> _PROBLEM STATEMENT_
Where does the word "GalleryImage" occur in the entries below? Copy every line that has it.

=======

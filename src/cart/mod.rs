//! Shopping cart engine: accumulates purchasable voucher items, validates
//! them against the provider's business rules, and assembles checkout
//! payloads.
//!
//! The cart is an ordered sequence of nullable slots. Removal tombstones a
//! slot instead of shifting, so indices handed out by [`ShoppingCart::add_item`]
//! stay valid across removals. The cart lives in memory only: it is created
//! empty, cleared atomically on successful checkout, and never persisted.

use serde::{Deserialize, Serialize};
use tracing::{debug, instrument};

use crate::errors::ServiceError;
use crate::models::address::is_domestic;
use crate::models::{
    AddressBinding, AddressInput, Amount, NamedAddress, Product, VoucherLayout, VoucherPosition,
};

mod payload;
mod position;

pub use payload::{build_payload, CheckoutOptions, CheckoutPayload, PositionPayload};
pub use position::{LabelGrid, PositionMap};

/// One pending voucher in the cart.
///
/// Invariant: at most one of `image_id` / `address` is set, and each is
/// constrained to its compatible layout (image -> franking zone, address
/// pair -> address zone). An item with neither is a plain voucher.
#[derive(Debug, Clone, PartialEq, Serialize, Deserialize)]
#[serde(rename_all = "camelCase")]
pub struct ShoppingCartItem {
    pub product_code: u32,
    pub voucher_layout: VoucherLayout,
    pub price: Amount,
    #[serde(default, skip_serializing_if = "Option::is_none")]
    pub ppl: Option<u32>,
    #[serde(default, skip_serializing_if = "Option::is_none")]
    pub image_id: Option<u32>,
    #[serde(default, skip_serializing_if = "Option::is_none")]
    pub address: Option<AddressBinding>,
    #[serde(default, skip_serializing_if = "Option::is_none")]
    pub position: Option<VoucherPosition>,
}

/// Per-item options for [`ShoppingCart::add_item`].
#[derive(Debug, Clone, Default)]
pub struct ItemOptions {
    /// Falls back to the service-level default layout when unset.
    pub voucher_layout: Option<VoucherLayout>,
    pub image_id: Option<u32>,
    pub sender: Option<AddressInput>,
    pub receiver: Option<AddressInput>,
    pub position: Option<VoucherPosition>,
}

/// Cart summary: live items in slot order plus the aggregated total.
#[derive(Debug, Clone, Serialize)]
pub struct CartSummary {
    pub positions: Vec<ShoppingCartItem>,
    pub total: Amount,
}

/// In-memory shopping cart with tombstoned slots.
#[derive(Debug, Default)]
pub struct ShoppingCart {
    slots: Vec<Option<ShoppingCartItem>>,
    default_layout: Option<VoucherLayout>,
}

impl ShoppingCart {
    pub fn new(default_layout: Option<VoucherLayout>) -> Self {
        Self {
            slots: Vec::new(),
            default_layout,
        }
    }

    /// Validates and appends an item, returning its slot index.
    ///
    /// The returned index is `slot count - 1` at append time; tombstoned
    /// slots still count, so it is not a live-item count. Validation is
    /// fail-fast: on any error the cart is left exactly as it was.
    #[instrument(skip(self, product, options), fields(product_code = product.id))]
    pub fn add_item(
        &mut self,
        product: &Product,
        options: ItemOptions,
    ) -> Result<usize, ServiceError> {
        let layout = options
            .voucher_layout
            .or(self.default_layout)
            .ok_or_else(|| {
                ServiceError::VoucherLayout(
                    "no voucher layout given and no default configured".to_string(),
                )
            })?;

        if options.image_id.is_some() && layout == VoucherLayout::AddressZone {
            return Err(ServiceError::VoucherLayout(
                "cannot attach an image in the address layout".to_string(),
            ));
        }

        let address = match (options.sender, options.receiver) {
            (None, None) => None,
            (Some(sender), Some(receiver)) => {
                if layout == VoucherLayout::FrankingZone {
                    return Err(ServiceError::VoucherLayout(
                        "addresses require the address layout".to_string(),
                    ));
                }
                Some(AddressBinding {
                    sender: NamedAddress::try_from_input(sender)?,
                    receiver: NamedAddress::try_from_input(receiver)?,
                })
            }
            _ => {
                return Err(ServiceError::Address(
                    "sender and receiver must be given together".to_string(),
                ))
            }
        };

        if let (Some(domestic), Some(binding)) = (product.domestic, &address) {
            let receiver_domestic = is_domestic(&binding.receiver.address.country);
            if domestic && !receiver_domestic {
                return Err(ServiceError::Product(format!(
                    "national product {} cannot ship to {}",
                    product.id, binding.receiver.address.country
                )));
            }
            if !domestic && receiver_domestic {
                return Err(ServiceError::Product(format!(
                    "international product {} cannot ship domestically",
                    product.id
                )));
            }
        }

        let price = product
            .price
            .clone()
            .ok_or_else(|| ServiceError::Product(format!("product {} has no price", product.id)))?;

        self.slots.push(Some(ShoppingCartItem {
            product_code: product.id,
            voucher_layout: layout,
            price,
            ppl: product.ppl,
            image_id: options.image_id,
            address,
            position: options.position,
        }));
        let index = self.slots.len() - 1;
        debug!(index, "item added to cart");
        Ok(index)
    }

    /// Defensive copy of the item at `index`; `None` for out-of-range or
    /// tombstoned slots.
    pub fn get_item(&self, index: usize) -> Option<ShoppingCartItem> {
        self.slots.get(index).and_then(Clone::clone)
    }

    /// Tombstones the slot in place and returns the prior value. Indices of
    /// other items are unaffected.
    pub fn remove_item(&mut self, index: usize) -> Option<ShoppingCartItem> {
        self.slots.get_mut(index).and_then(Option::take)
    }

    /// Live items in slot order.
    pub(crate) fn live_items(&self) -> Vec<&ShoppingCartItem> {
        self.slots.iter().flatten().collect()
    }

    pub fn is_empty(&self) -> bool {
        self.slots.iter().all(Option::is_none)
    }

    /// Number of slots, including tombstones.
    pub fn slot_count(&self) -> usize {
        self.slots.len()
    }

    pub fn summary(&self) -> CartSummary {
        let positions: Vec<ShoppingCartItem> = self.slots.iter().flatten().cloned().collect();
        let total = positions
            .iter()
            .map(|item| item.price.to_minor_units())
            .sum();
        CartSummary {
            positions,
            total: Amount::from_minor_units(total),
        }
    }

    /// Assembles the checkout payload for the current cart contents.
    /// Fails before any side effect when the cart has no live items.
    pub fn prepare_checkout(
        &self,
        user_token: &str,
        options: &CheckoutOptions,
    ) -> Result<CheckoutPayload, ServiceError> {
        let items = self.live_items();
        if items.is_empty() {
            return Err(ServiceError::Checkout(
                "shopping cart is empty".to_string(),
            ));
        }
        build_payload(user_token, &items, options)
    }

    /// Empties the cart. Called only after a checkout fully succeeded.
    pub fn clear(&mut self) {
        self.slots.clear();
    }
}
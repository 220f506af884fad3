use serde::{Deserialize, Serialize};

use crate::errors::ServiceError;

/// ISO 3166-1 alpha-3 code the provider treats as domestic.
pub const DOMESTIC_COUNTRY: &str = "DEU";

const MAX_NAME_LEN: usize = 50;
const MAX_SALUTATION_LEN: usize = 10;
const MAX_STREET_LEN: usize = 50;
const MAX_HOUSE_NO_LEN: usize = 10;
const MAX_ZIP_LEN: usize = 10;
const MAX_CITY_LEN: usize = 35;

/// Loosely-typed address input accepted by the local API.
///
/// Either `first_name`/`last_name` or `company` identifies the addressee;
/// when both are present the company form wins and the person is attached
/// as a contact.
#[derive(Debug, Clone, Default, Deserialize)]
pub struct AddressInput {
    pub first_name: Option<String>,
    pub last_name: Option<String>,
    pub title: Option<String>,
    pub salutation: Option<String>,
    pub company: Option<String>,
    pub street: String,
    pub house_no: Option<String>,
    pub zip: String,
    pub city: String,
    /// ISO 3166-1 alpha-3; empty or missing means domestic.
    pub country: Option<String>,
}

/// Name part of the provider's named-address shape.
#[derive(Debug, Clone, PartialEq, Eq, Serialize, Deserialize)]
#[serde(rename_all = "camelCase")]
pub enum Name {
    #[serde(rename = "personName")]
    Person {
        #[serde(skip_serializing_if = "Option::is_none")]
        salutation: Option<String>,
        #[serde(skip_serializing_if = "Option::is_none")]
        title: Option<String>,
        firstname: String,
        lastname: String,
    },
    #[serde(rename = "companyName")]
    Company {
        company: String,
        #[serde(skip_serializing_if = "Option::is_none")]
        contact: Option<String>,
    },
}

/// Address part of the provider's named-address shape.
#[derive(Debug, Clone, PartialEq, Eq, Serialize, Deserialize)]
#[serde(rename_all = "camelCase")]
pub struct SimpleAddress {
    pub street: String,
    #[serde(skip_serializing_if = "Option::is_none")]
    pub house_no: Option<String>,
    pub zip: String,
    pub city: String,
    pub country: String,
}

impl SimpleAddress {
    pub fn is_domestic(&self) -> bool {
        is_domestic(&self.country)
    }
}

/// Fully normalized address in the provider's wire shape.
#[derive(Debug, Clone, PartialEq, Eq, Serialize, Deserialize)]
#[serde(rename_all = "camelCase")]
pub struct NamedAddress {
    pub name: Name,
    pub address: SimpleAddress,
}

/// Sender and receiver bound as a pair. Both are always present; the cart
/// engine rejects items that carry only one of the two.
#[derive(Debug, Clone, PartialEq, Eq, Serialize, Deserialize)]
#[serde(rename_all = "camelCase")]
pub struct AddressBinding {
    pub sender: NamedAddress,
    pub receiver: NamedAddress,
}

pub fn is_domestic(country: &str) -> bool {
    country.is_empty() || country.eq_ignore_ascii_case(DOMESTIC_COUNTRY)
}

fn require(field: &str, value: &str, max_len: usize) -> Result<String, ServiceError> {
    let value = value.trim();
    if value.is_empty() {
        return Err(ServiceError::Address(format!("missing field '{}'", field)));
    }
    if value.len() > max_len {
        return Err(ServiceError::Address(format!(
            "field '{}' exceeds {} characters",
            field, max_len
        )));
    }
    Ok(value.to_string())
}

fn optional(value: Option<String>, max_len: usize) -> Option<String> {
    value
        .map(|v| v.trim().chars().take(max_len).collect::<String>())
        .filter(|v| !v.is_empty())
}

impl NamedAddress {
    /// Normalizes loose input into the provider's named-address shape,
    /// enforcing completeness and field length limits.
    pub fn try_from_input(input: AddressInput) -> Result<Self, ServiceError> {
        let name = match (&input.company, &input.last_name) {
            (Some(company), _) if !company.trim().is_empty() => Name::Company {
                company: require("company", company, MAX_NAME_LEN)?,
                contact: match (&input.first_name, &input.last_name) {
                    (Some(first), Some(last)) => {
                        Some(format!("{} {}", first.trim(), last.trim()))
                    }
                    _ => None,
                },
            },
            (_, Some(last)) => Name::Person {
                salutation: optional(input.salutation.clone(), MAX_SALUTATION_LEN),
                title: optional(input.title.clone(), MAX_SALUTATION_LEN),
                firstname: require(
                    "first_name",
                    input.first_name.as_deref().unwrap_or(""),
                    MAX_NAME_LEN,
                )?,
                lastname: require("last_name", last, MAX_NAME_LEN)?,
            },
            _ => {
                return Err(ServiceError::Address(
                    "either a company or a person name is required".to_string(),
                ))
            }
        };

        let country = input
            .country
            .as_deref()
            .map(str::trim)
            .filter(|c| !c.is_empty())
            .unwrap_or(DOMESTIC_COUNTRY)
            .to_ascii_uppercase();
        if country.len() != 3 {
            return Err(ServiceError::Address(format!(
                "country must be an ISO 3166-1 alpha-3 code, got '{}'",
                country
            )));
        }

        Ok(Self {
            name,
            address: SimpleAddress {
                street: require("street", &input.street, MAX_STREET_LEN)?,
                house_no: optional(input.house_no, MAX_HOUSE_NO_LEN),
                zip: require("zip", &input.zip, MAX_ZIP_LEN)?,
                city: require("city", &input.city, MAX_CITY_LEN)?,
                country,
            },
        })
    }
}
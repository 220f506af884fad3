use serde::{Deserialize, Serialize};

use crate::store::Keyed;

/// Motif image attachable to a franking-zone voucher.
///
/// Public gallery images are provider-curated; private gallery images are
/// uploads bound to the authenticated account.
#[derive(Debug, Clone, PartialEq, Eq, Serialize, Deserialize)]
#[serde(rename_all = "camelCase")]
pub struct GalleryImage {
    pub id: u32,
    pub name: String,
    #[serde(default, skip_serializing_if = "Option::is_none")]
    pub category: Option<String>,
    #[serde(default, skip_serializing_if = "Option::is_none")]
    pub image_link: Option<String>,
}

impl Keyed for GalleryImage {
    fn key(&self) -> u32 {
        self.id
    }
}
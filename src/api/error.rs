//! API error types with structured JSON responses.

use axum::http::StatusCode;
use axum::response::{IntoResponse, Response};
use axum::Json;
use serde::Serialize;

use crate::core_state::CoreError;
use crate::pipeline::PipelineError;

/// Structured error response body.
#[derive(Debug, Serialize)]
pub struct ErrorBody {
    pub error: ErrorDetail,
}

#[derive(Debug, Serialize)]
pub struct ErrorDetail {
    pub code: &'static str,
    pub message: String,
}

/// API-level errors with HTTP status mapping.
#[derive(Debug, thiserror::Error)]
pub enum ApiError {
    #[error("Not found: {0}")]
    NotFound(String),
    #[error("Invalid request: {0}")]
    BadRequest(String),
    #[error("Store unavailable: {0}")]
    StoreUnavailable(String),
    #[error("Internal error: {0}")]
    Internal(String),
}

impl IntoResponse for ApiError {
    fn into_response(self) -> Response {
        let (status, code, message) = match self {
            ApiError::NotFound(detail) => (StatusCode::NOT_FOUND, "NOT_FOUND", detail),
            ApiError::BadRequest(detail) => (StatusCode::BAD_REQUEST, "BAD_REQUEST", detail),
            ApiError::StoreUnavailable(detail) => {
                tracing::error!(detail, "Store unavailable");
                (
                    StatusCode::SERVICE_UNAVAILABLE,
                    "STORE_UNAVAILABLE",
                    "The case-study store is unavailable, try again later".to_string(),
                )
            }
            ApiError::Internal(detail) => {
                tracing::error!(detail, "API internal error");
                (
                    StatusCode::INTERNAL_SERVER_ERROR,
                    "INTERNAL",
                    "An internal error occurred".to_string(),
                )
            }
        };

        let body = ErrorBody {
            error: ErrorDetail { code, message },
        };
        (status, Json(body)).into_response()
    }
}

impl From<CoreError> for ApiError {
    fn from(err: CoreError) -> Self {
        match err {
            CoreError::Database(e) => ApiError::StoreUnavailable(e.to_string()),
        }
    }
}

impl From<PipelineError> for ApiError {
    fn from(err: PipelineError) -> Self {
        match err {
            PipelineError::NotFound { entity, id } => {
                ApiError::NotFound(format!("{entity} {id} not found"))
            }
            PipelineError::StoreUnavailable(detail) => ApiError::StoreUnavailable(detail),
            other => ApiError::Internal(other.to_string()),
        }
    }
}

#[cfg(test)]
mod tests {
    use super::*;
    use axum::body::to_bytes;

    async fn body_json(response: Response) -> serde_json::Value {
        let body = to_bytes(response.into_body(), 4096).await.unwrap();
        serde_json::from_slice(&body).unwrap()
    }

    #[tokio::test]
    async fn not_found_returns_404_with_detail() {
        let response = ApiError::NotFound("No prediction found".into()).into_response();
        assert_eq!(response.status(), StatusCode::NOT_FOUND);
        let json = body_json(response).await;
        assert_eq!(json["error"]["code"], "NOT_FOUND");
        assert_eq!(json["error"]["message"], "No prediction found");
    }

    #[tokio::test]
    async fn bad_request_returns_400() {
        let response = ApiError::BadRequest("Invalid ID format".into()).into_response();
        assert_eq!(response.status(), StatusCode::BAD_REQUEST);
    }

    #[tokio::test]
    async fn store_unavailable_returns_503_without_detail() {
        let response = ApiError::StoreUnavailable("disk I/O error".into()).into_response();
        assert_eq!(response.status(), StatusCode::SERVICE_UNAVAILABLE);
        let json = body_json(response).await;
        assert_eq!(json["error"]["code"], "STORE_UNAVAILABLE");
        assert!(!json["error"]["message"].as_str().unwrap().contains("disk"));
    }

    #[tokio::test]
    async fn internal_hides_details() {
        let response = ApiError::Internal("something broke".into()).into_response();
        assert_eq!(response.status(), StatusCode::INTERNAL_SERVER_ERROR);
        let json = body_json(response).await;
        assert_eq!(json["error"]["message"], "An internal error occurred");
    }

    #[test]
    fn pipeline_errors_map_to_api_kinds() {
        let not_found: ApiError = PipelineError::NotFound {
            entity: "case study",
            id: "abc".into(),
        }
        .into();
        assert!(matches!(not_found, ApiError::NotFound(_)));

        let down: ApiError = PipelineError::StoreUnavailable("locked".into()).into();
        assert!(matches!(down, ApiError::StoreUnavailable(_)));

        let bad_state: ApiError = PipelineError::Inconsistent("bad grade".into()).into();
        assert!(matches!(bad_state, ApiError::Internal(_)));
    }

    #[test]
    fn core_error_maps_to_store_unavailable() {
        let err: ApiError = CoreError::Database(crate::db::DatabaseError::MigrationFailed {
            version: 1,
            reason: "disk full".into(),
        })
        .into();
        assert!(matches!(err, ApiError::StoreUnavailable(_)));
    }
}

=======

> _EXERCISE RESPONSE_
pub struct GalleryImage {
impl Keyed for GalleryImage {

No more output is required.